Analysis of PDO anti-injection principle and summary of precautions when using PDO, pdo precautions_PHP tutorial
Analysis of PDO anti-injection principle and summary of precautions for using PDO, pdo precautions
This article details the analysis of the anti-injection principle of PDO and the precautions for using PDO, and shares it with everyone for your reference. The specific analysis is as follows:
We all know that as long as PDO is used reasonably and correctly, SQL injection can basically be prevented. This article mainly answers the following two questions:
Why use PDO instead of mysql_connect?
Why is PDO anti-injection?
What should you pay special attention to when using PDO to prevent injection?
1. Why should you give priority to using PDO?
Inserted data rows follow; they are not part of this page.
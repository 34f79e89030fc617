use common::{ErrorLocation, HttpStatusCode};

use std::panic::Location;

use thiserror::Error as ThisError;

#[derive(Debug, ThisError)]
pub enum AdminError {
    #[error("HTTP Error: {message} {location}")]
    Http {
        message: String,
        is_connect: bool,
        is_timeout: bool,
        location: ErrorLocation,
    },

    #[error("JSON Error: {message} {location}")]
    Json {
        message: String,
        location: ErrorLocation,
    },

    #[error("URL Parse Error: {message} {location}")]
    UrlParse {
        message: String,
        location: ErrorLocation,
    },

    #[error("Admin Endpoint Error: HTTP {status_code} - {message} {location}")]
    Server {
        status_code: HttpStatusCode,
        message: String,
        location: ErrorLocation,
    },
}

impl AdminError {
    /// Nothing answered on the admin port.
    pub fn is_unreachable(&self) -> bool {
        matches!(
            self,
            AdminError::Http {
                is_connect: true,
                ..
            } | AdminError::Http {
                is_timeout: true,
                ..
            }
        )
    }
}

impl From<url::ParseError> for AdminError {
    #[track_caller]
    fn from(error: url::ParseError) -> Self {
        AdminError::UrlParse {
            message: error.to_string(),
            location: ErrorLocation::from(Location::caller()),
        }
    }
}

impl From<reqwest::Error> for AdminError {
    #[track_caller]
    fn from(error: reqwest::Error) -> Self {
        AdminError::Http {
            message: error.to_string(),
            is_connect: error.is_connect(),
            is_timeout: error.is_timeout(),
            location: ErrorLocation::from(Location::caller()),
        }
    }
}

impl From<serde_json::Error> for AdminError {
    #[track_caller]
    fn from(error: serde_json::Error) -> Self {
        AdminError::Json {
            message: error.to_string(),
            location: ErrorLocation::from(Location::caller()),
        }
    }
}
The PHP manual says it very clearly:
Prepared statements and stored procedures
Many of the more mature databases support the concept of prepared statements. What are they? They can be thought of as a kind of compiled template for the SQL that an application wants to run, that can be customized using variable parameters. Prepared statements offer two major benefits:
The query only needs to be parsed (or prepared) once, but can be executed multiple times with the same or different parameters. When the query is prepared, the database will analyze, compile and optimize its plan for executing the query. For complex queries this process can take up enough time that it will noticeably slow down an application if there is a need to repeat the same query many times with different parameters. By using a prepared statement the application avoids repeating the analyze/compile /optimize cycle. This means that prepared statements use fewer resources and thus run faster.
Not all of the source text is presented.